YOUR GOAL — Restate verbatim the span of lines below between the line with "stream.recv().await;" and the line with "pub mod backers;", including those two lines, and only that span.

MATERIAL PROVIDED —

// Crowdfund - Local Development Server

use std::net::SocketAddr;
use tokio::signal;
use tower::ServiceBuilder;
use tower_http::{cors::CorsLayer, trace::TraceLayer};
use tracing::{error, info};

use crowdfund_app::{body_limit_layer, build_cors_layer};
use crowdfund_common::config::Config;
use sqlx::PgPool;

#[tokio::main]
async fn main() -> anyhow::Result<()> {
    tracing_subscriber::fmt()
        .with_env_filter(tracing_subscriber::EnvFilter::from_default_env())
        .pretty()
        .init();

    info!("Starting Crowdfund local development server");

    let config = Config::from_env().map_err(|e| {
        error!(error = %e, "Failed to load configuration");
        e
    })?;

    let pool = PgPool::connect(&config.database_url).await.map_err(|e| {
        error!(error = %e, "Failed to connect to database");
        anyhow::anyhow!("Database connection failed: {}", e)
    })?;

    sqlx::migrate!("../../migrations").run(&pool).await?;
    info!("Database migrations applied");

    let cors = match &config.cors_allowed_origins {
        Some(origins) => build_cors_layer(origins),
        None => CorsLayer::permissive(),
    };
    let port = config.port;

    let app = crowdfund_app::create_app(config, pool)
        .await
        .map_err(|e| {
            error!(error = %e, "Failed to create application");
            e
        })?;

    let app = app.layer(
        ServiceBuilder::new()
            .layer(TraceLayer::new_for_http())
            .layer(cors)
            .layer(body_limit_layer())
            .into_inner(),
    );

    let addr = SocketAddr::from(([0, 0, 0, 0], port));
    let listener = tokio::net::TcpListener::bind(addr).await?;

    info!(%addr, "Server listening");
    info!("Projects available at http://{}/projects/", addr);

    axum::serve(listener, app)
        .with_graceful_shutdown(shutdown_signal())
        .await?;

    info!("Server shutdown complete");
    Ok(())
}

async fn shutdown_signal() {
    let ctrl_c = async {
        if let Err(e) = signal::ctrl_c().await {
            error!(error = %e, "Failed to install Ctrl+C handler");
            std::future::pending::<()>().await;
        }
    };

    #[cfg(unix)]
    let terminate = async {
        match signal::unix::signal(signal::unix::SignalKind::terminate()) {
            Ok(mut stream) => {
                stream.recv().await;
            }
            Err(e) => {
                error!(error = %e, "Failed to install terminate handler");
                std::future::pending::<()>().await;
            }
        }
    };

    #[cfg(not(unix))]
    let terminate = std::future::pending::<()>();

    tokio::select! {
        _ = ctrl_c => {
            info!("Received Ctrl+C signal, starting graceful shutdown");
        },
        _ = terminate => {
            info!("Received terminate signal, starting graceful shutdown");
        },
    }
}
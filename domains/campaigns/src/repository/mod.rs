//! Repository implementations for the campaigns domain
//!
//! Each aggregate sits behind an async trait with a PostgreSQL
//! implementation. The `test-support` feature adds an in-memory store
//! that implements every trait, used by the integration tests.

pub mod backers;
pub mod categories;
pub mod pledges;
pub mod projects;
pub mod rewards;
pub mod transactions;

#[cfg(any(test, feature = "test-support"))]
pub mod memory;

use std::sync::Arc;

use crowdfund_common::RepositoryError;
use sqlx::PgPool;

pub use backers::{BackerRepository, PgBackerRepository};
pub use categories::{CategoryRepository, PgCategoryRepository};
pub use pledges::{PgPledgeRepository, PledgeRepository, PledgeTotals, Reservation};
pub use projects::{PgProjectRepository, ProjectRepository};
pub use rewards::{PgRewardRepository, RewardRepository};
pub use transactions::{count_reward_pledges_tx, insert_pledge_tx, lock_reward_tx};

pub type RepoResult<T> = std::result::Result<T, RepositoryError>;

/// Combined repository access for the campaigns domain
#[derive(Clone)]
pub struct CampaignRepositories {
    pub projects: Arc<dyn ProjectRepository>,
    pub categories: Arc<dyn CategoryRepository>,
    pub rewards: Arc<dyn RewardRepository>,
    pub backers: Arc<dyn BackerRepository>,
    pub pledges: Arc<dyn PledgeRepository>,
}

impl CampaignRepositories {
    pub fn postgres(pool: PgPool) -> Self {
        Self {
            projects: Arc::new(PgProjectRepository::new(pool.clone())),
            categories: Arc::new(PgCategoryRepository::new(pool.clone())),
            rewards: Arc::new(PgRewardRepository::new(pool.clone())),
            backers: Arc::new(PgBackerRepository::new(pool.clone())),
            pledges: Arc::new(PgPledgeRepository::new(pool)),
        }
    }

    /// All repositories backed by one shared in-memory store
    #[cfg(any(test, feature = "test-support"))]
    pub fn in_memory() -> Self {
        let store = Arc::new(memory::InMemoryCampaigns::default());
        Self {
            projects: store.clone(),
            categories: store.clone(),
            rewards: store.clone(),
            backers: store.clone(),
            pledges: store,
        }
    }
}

COMPLETED TASK —
                stream.recv().await;
            }
            Err(e) => {
                error!(error = %e, "Failed to install terminate handler");
                std::future::pending::<()>().await;
            }
        }
    };

    #[cfg(not(unix))]
    let terminate = std::future::pending::<()>();

    tokio::select! {
        _ = ctrl_c => {
            info!("Received Ctrl+C signal, starting graceful shutdown");
        },
        _ = terminate => {
            info!("Received terminate signal, starting graceful shutdown");
        },
    }
}
filename domains/campaigns/src/repository/mod.rs
//! Repository implementations for the campaigns domain
//!
//! Each aggregate sits behind an async trait with a PostgreSQL
//! implementation. The `test-support` feature adds an in-memory store
//! that implements every trait, used by the integration tests.

pub mod backers;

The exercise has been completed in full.